Incredible optical fabrics by Jakob Schlaepfer


I stopped by Cory Pope's much-talked about new showroom in the International yesterday, and although it's still weeks away from actually opening -- Pope says February 16 now -- enough was happening inside to get me really jazzed. 

Pope,  a former window dresser for Gucci and an interior designer, wants the choices for his first showroom to reflect his artistic bent. "Everything in my showroom is more like works of art than furniture and accessories and fabrics" he says. (In fact, he's lowered the ceiling and installed the same kind of lighting you might find in an art gallery to highlight his products. Lowering the ceiling is a big reason why it's taken so dang long for him to open and fraying his last nerve, he says)

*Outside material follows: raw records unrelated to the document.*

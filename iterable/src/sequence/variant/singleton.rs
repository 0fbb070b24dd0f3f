use std::rc::Rc;

use crate::error;
use crate::value::Value;

/// Any other value, yielded exactly once.
#[derive(Debug, Clone)]
pub struct Singleton {
    value: Rc<Value>,
}

impl Singleton {
    pub(crate) fn new(value: Value) -> Self {
        Self {
            value: Rc::new(value),
        }
    }

    pub(crate) fn iter(&self) -> std::iter::Once<error::Result<Value>> {
        std::iter::once(Ok(self.value.as_ref().clone()))
    }

    pub(crate) fn ptr_eq(&self, other: &Singleton) -> bool {
        Rc::ptr_eq(&self.value, &other.value)
    }
}
use std::rc::Rc;

use ahash::RandomState;
use indexmap::IndexMap;

use crate::error;
use crate::value::{Entries, Map, MapKey, Value};

use super::Sequence;

impl Sequence {
    /// Runs of adjacent equal elements, as `[element, [elements...]]`
    /// pairs.
    pub fn group_by(&self) -> Sequence {
        self.group_by_key(Value::clone)
    }

    /// Runs of adjacent elements with equal keys, as `[key, [elements...]]`
    /// pairs. Elements with the same key that are not adjacent end up in
    /// separate groups.
    pub fn group_by_key<K>(&self, key_fn: K) -> Sequence
    where
        K: Fn(&Value) -> Value + 'static,
    {
        let parent = self.clone();
        let key_fn = Rc::new(key_fn);
        Sequence::derived("group_by", move || {
            let key_fn = key_fn.clone();
            let mut iter = parent.iter();
            // the element that ended the previous group starts the next
            let mut pending: Option<(Value, Value)> = None;
            std::iter::from_fn(move || {
                let (key, first) = match pending.take() {
                    Some(pending) => pending,
                    None => match iter.next()? {
                        Ok(value) => (key_fn(&value), value),
                        Err(e) => return Some(Err(e)),
                    },
                };
                let mut group = vec![first];
                loop {
                    match iter.next() {
                        Some(Ok(value)) => {
                            let next_key = key_fn(&value);
                            if next_key == key {
                                group.push(value);
                            } else {
                                pending = Some((next_key, value));
                                break;
                            }
                        }
                        Some(Err(e)) => return Some(Err(e)),
                        None => break,
                    }
                }
                Some(Ok(Value::list([key, Value::list(group)])))
            })
        })
    }

    /// Group all elements by themselves, wherever they occur.
    pub fn group_all(&self) -> error::Result<Map> {
        self.group_all_by(Value::clone)
    }

    /// Group all elements by `key_fn`, wherever they occur. Every group is
    /// the list of its elements, in order.
    pub fn group_all_by<K>(&self, key_fn: K) -> error::Result<Map>
    where
        K: Fn(&Value) -> Value,
    {
        let mut groups: IndexMap<MapKey, Vec<Value>, RandomState> = IndexMap::default();
        for item in self.iter() {
            let value = item?;
            let key = MapKey::new(&key_fn(&value))?;
            groups.entry(key).or_default().push(value);
        }
        let entries = groups
            .into_iter()
            .map(|(key, group)| (key, Value::list(group)))
            .collect::<Entries>();
        Ok(entries.into())
    }

    /// Group all elements by `key_fn`, folding every group with `acc`.
    ///
    /// `acc` receives the value accumulated so far for the group (`None`
    /// for the first element of a group) and the element.
    pub fn group_all_with<K, A>(&self, key_fn: K, acc: A) -> error::Result<Map>
    where
        K: Fn(&Value) -> Value,
        A: Fn(Option<Value>, Value) -> Value,
    {
        let mut entries = Entries::default();
        for item in self.iter() {
            let value = item?;
            let key = MapKey::new(&key_fn(&value))?;
            match entries.get_mut(&key) {
                Some(slot) => {
                    let current = std::mem::replace(slot, Value::Null);
                    *slot = acc(Some(current), value);
                }
                None => {
                    let first = acc(None, value);
                    entries.insert(key, first);
                }
            }
        }
        Ok(entries.into())
    }
}

#[cfg(test)]
mod tests {
    use insta::assert_snapshot;

    use super::*;

    fn upper(value: &Value) -> Value {
        Value::from(value.to_string().to_uppercase())
    }

    #[test]
    fn test_group_by_key() {
        let groups = Sequence::from("aAbB").group_by_key(upper);
        assert_snapshot!(groups.join(" ").unwrap(), @"A,a,A B,b,B");
    }

    #[test]
    fn test_group_by_is_restartable() {
        let groups = Sequence::from("aab").group_by();
        assert_eq!(groups.count(), Ok(2));
        assert_eq!(groups.count(), Ok(2));
    }

    #[test]
    fn test_group_all_by() {
        let groups = Sequence::from("abA").group_all_by(upper).unwrap();
        assert_snapshot!(Value::from(groups), @"{A: a,A, B: b}");
    }

    #[test]
    fn test_group_all_with_counts() {
        let counts = Sequence::from("abABb")
            .group_all_with(upper, |count, _| {
                Value::from(count.and_then(|count| count.as_i64()).unwrap_or(0) + 1)
            })
            .unwrap();
        assert_snapshot!(Value::from(counts), @"{A: 2, B: 3}");
    }

    #[test]
    fn test_group_all_rejects_unhashable_keys() {
        let sequence = Sequence::from(vec![Value::list([1])]);
        assert_eq!(sequence.group_all().unwrap_err().code(), "ArgumentError");
    }
}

While I was there, workers were busy hanging yards of extraordinary textiles by Swiss company Jakob Schlaepfer from the ceiling. Pope's showroom is the first in the U.S. to carry the unusual line, he says. 

I went nuts when I saw these fabrics. Photos don't do them justice, and you'll need to go experience them yourself at the showroom. Some of the images from Schlaepfer evidently wouldn't translate properly to my American MacBook Pro, and I wish I could show you everything. But I can't, and you'll have to see a smattering here.

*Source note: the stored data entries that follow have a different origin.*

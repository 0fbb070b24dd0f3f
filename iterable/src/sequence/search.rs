use std::rc::Rc;

use crate::error;
use crate::value::Value;

use super::Sequence;

type Predicate = Rc<dyn Fn(&Value) -> bool>;

// Start offsets before the first element clamp to it. Offsets past the
// end need no clamping: nothing is found there.
fn clamp_start(start: isize) -> usize {
    usize::try_from(start).unwrap_or(0)
}

impl Sequence {
    /// Whether the sequence has no elements. Pulls at most one element.
    pub fn is_empty(&self) -> error::Result<bool> {
        Ok(self.iter().next().transpose()?.is_none())
    }

    /// The number of elements. Consumes the whole sequence.
    pub fn count(&self) -> error::Result<usize> {
        let mut count = 0;
        for item in self.iter() {
            item?;
            count += 1;
        }
        Ok(count)
    }

    /// The position of the first element equal to `value`.
    pub fn index_of(&self, value: &Value) -> error::Result<Option<usize>> {
        self.index_of_from(value, 0)
    }

    /// The position of the first element at or after `start` equal to
    /// `value`. A negative `start` counts as 0.
    pub fn index_of_from(&self, value: &Value, start: isize) -> error::Result<Option<usize>> {
        self.find_position(|item| item == value, clamp_start(start))
    }

    /// The position of the first element satisfying `pred`.
    pub fn index_where<P>(&self, pred: P) -> error::Result<Option<usize>>
    where
        P: Fn(&Value) -> bool,
    {
        self.index_where_from(pred, 0)
    }

    pub fn index_where_from<P>(&self, pred: P, start: isize) -> error::Result<Option<usize>>
    where
        P: Fn(&Value) -> bool,
    {
        self.find_position(pred, clamp_start(start))
    }

    /// The positions of all elements equal to `value`, lazily.
    pub fn indices_of(&self, value: impl Into<Value>) -> Sequence {
        self.indices_of_from(value, 0)
    }

    pub fn indices_of_from(&self, value: impl Into<Value>, start: isize) -> Sequence {
        let value = value.into();
        self.positions("indices_of", Rc::new(move |item: &Value| *item == value), start)
    }

    /// The positions of all elements satisfying `pred`, lazily.
    pub fn indices_where<P>(&self, pred: P) -> Sequence
    where
        P: Fn(&Value) -> bool + 'static,
    {
        self.indices_where_from(pred, 0)
    }

    pub fn indices_where_from<P>(&self, pred: P, start: isize) -> Sequence
    where
        P: Fn(&Value) -> bool + 'static,
    {
        self.positions("indices_where", Rc::new(pred), start)
    }

    fn find_position<P>(&self, pred: P, start: usize) -> error::Result<Option<usize>>
    where
        P: Fn(&Value) -> bool,
    {
        for (i, item) in self.iter().enumerate() {
            let item = item?;
            if i >= start && pred(&item) {
                return Ok(Some(i));
            }
        }
        Ok(None)
    }

    fn positions(&self, name: &'static str, pred: Predicate, start: isize) -> Sequence {
        let parent = self.clone();
        let start = clamp_start(start);
        Sequence::derived(name, move || {
            let pred = pred.clone();
            parent
                .iter()
                .enumerate()
                .filter_map(move |(i, item)| match item {
                    Ok(item) => (i >= start && pred(&item)).then(|| Ok(Value::from(i))),
                    Err(e) => Some(Err(e)),
                })
        })
    }
}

Below,  a curtain material created from embossed gold, silver or copper-colored sequins that are stitched to overlap, creating the effect of chased metal (first three fabrics to the left).

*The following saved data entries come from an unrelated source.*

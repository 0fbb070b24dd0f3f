// One module per source kind. Each knows how to build a fresh pull-function
// over its source and, where it is cheap, how long it is.
mod derived;
mod indexed;
mod keyed;
mod nested;
mod range;
mod singleton;
mod text;

pub use derived::Derived;
pub use indexed::Indexed;
pub use keyed::Keyed;
pub use nested::Nested;
pub use range::Range;
pub use singleton::Singleton;
pub use text::Text;
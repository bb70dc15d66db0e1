/*
 * Responsibility
 * - 注文の検証 (validator) と業務ルールの実行 (processor)
 * - Gate → 検証 → 処理 の順序を組み立て、Outcome に分類する (service)
 */
pub mod processor;
pub mod service;
pub mod types;
pub mod validator;

pub use processor::{
    BusinessError, LogFulfillment, MINIMUM_AMOUNT, OrderFulfillment, OrderProcessor, ProcessError,
};
pub use service::{CUSTOMER_ROLE, OrderService, Outcome, RejectionCategory};
pub use types::Order;
pub use validator::{OrderValidator, ValidationError};
/*
 * Responsibility
 * - Router に紐づける共有コンテキスト (AppState)
 *   - credential の発行/検証 (codec) と注文処理のパイプライン (orders)
 * - Clone 前提で持つ (内部は Arc/Clone cheap)
 * - 起動後は読み取り専用 (リクエスト間で共有する可変状態は持たない)
 */
use std::sync::Arc;

use crate::services::{auth::CredentialCodec, orders::OrderService};

#[derive(Clone, Debug)]
pub struct AppState {
    pub codec: Arc<CredentialCodec>,
    pub orders: Arc<OrderService>,
}

impl AppState {
    pub fn new(codec: Arc<CredentialCodec>, orders: Arc<OrderService>) -> Self {
        Self { codec, orders }
    }
}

Jakob Schlaepfer creates an astonishing, optic and multi-dimensional effect by entirely embroidering a patterned fabric (such as the one at right above) with transparent sequins, in a mind-boggling display of detail. If you did this, as someone surely must have by hand, you'd go blind.


This wallcovering, called Glinka, is made of bonded holographic foil. The colors refused to translate on my computer and here they look garish and not so pretty, but if you click on the image you can see a bit of the holographic effect, which is many times more dramatic in person. I'm usually not into such busy looking wallpapers, but I'd buy a yard of it and frame it, it's that amazing. At about $600 net, it's totally doable. 


More Glinka holographic wall coverings above and below. Again, these colors just don't look right to me. In person they're elegantly abrasive, if you know what I mean. 

What you don't see here, but you should ask to see when you go in, are the printed tulles, which consist of three layers of tulle printed simultaneously with modern, abstracted flowers. The layers give the fabric a 3-D look, and the company says no one has ever successfully printed onto so many layers at once. I don't know about that, but they really are cool.